At its most basic level shareable metadata should be human understandable. If a person unfamiliar with the resource described cannot state what a metadata record describes, the metadata is not shareable. The ultimate goal for shareable metadata, of course, is that it is machine processable so that computer programs can automatically parse and use the metadata for whatever service is needed. While this latter goal is not realistic for many institutions given limitations of digital content management systems in use today and technical resources available, making metadata understandable to human readers is an attainable and important goal for improving the quality of metadata in aggregations.

Shareable metadata should be an appropriate representation or view of the resource for its use. That is, shareable metadata should be useful and usable to services outside of its local context given the resource described. We are not arguing that institutions need to share metadata that can be used in all circumstances and by all services, or that institutions should create separate records tailored for every aggregator that may use their metadata. We are arguing that institutions need to think carefully about the uses and services they would like to support through their metadata. For example, basic cross-domain resource discovery is one use that almost all institutions with OAI data providers are trying to support given the basic purpose of the OAI protocol. In addition, an institution may also want to provide metadata to an aggregation with a specific audience focus, for example, K–12 teachers.

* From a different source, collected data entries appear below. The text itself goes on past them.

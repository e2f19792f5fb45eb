#![forbid(unsafe_code)]

use std::io::Write;
use std::path::PathBuf;

use clap::Args;
use folio::SiteConfig;
use folio::config::ConfigError;
use tracing::debug;

use crate::error::{DemoError, Result};

#[derive(Debug, Clone, Args)]
pub struct CheckConfigArgs {
    /// File to validate (TOML, or JSON by extension).
    pub file: PathBuf,
}

/// Print `ok` with a summary, or every validation error and fail.
pub fn run_check_config(args: &CheckConfigArgs, out: &mut dyn Write) -> Result<()> {
    match SiteConfig::load(&args.file) {
        Ok(config) => {
            debug!(path = %args.file.display(), "config is valid");
            writeln!(
                out,
                "ok: {} section(s), root margin {}, thresholds {:?}",
                config.sections.len(),
                config.observer.root_margin,
                config.observer.thresholds
            )?;
            Ok(())
        }
        Err(ConfigError::Validation(errors)) => {
            for error in &errors {
                writeln!(out, "error: {error}")?;
            }
            Err(DemoError::exit(
                2,
                format!("{}: {} problem(s) found", args.file.display(), errors.len()),
            ))
        }
        Err(other) => Err(other.into()),
    }
}
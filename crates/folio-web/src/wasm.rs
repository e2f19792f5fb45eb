#![forbid(unsafe_code)]

//! `wasm-bindgen` exports and the DOM-backed visibility source.
//!
//! Only compiled on `wasm32` targets.

use folio_core::{IntersectionEntry, ObserverOptions, Rect, RegionId, RegionRegistry};
use folio_runtime::{
    ContainerResolver, EntrySink, Subscription, VisibilityObserver, VisibilitySource, WatchId,
};
use folio_widgets::{NavRequest, NavStyle, NavView};
use js_sys::Array;
use tracing::{debug, warn};
use wasm_bindgen::JsCast;
use wasm_bindgen::prelude::*;
use web_sys::{
    Document, DomTokenList, Element, IntersectionObserver, IntersectionObserverEntry,
    IntersectionObserverInit,
};

use crate::host::{ClassList, EntrySnapshot, Site, WebHostError, class_updates, item_selector};

type EntryCallback = Closure<dyn FnMut(Array, IntersectionObserver)>;

fn js_error(value: JsValue) -> WebHostError {
    WebHostError::Js(
        value
            .as_string()
            .unwrap_or_else(|| format!("{value:?}")),
    )
}

impl From<WebHostError> for JsValue {
    fn from(err: WebHostError) -> Self {
        JsValue::from_str(&err.to_string())
    }
}

fn document() -> Result<Document, WebHostError> {
    web_sys::window()
        .ok_or(WebHostError::NoWindow)?
        .document()
        .ok_or(WebHostError::NoDocument)
}

fn snapshot(entry: &IntersectionObserverEntry) -> EntrySnapshot {
    let rect = entry.bounding_client_rect();
    EntrySnapshot {
        target_id: entry.target().id(),
        is_intersecting: entry.is_intersecting(),
        intersection_ratio: entry.intersection_ratio(),
        bounding: Rect::new(rect.x(), rect.y(), rect.width(), rect.height()),
        time_ms: entry.time(),
    }
}

fn entries_from_js(entries: &Array) -> Vec<IntersectionEntry> {
    entries
        .iter()
        .filter_map(|value| value.dyn_into::<IntersectionObserverEntry>().ok())
        .filter_map(|entry| match snapshot(&entry).into_entry() {
            Ok(entry) => Some(entry),
            Err(err) => {
                warn!(error = %err, "dropping intersection entry");
                None
            }
        })
        .collect()
}

struct DomWatch {
    id: WatchId,
    observer: IntersectionObserver,
    // Owned so the JS callback stays valid until disconnect.
    _callback: EntryCallback,
}

/// One `IntersectionObserver` per region, rooted at the viewport.
#[derive(Default)]
pub struct DomVisibilitySource {
    next_id: u64,
    watches: Vec<DomWatch>,
}

impl DomVisibilitySource {
    #[must_use]
    pub fn new() -> Self {
        Self::default()
    }

    #[must_use]
    pub fn watch_count(&self) -> usize {
        self.watches.len()
    }
}

impl VisibilitySource for DomVisibilitySource {
    type Container = Element;
    type Error = WebHostError;

    fn observe(
        &mut self,
        region: &RegionId,
        container: Element,
        options: &ObserverOptions,
        sink: EntrySink,
    ) -> Result<WatchId, Self::Error> {
        let callback: EntryCallback =
            Closure::new(move |entries: Array, _observer: IntersectionObserver| {
                let batch = entries_from_js(&entries);
                if !batch.is_empty() {
                    sink.deliver(&batch);
                }
            });

        let init = IntersectionObserverInit::new();
        init.set_root_margin(&options.root_margin().to_string());
        let thresholds: Array = options
            .thresholds()
            .iter()
            .map(|t| JsValue::from_f64(*t))
            .collect();
        init.set_threshold(&thresholds);

        let observer =
            IntersectionObserver::new_with_options(callback.as_ref().unchecked_ref(), &init)
                .map_err(js_error)?;
        observer.observe(&container);

        self.next_id += 1;
        let id = WatchId::new(self.next_id);
        debug!(region = %region, watch = %id, "intersection observer attached");
        self.watches.push(DomWatch {
            id,
            observer,
            _callback: callback,
        });
        Ok(id)
    }

    fn unobserve(&mut self, id: WatchId) {
        if let Some(idx) = self.watches.iter().position(|w| w.id == id) {
            let watch = self.watches.swap_remove(idx);
            watch.observer.disconnect();
        }
    }
}

/// Resolves region ids with `document.getElementById`.
pub struct DocumentResolver {
    document: Document,
}

impl DocumentResolver {
    #[must_use]
    pub fn new(document: Document) -> Self {
        Self { document }
    }
}

impl ContainerResolver<Element> for DocumentResolver {
    fn resolve(&self, id: &RegionId) -> Option<Element> {
        self.document.get_element_by_id(id)
    }
}

impl ClassList for DomTokenList {
    fn add_class(&self, class: &str) -> Result<(), WebHostError> {
        self.add_1(class).map_err(js_error)
    }

    fn remove_class(&self, class: &str) -> Result<(), WebHostError> {
        self.remove_1(class).map_err(js_error)
    }
}

fn apply_classes(
    document: &Document,
    style: &NavStyle,
    registry: &RegionRegistry,
    active: &RegionId,
) {
    for (id, toggle) in class_updates(style, registry, active) {
        let items = match document.query_selector_all(&item_selector(&id)) {
            Ok(items) => items,
            Err(err) => {
                debug!(region = %id, error = %js_error(err), "nav items not queried");
                continue;
            }
        };
        for idx in 0..items.length() {
            let Some(item) = items.get(idx).and_then(|n| n.dyn_into::<Element>().ok()) else {
                continue;
            };
            toggle.apply_to(&id, &item.class_list());
        }
    }
}

/// Active-section tracking for the current page, exported to JS.
#[wasm_bindgen]
pub struct FolioNav {
    observer: VisibilityObserver<DomVisibilitySource>,
    nav: NavView,
    document: Document,
    class_sync: Option<Subscription>,
}

#[wasm_bindgen]
impl FolioNav {
    /// Create a tracker for the built-in site, or for the sections in
    /// `config_json` (a `SiteConfig` as JSON).
    #[wasm_bindgen(constructor)]
    pub fn new(config_json: Option<String>) -> Result<FolioNav, JsValue> {
        let site = Site::from_json(config_json.as_deref())?;
        let observer = VisibilityObserver::with_options(
            DomVisibilitySource::new(),
            site.registry,
            site.options,
        );
        let nav = NavView::new(observer.active().clone());
        Ok(Self {
            observer,
            nav,
            document: document()?,
            class_sync: None,
        })
    }

    /// Watch every section present in the document and keep nav item
    /// classes in sync. Returns the number of sections watched.
    pub fn mount(&mut self) -> u32 {
        let report = self
            .observer
            .start(&DocumentResolver::new(self.document.clone()));

        let document = self.document.clone();
        let style = self.nav.style().clone();
        let registry = self.nav.registry().clone();
        apply_classes(&document, &style, &registry, &self.observer.active().get());
        self.class_sync = Some(
            self.observer
                .active()
                .subscribe(move |id| apply_classes(&document, &style, &registry, id)),
        );

        u32::try_from(report.observed).unwrap_or(u32::MAX)
    }

    /// Release every observer. Late callbacks are ignored.
    pub fn unmount(&mut self) {
        self.class_sync = None;
        self.observer.stop();
    }

    /// Id of the active section.
    pub fn active(&self) -> String {
        self.observer.active().get().to_string()
    }

    /// Markup for the nav list with the current highlight.
    #[wasm_bindgen(js_name = navHtml)]
    pub fn nav_html(&self) -> String {
        self.nav.render_html()
    }

    /// Anchor to jump to for a nav click, or `undefined` for unknown ids.
    #[wasm_bindgen(js_name = jumpTarget)]
    pub fn jump_target(&self, id: &str) -> Option<String> {
        self.nav.activate(id).map(|request| match request {
            NavRequest::JumpTo { anchor } => anchor,
        })
    }
}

An institution should understand what that aggregator needs included in the metadata (learning standards? audience level?) to support its service and, when possible, work to meet those needs.

Shareable metadata is fundamental to cross–domain resource discovery. Shareable metadata should support search interoperability. Priscilla Caplan defined search interoperability as “the ability to perform a search over diverse sets of metadata records and obtain meaningful results” [4].

Shareable metadata should exhibit the characteristics of quality metadata (Bruce and Hillmann, 2004). [5] However, high quality metadata may or may not be truly shareable metadata. That is, metadata may be of high quality within its local context, but may be compromised when taken out of this context for various reasons. We should also clarify that high quality does not necessarily mean extremely complex or hand–crafted metadata; automatically generated metadata or a simple Dublin Core record can be quality metadata and can be shareable metadata. In general, we have found that in addition to characteristics of quality metadata, the following characteristics are particularly important:

  • Content is optimized for sharing.

  • Metadata within shared collections reflects consistent practices.

  • Metadata is coherent.

  • Context is provided.

  • The metadata provider communicates with aggregators through direct or indirect means.

  • Metadata and sharing mechanisms conform to standards.

More specific recommendations for each of these are outlined below.

 

++++++++++

The six C’s and lots S’s of shareable metadata

Content

Ensuring the content of metadata records is optimized for sharing is the most important task a metadata provider can perform. The record as a whole should describe the resource with a granularity appropriate for the materials and their intended use. Item–level description is most often used, although in some cases describing collections or parts of items may be more appropriate. The record should include only those metadata elements that serve a defined purpose in the shared environment — for indexing, display to users so that they may determine if the resource meets their need, or of use for metadata enhancement activities by the aggregator.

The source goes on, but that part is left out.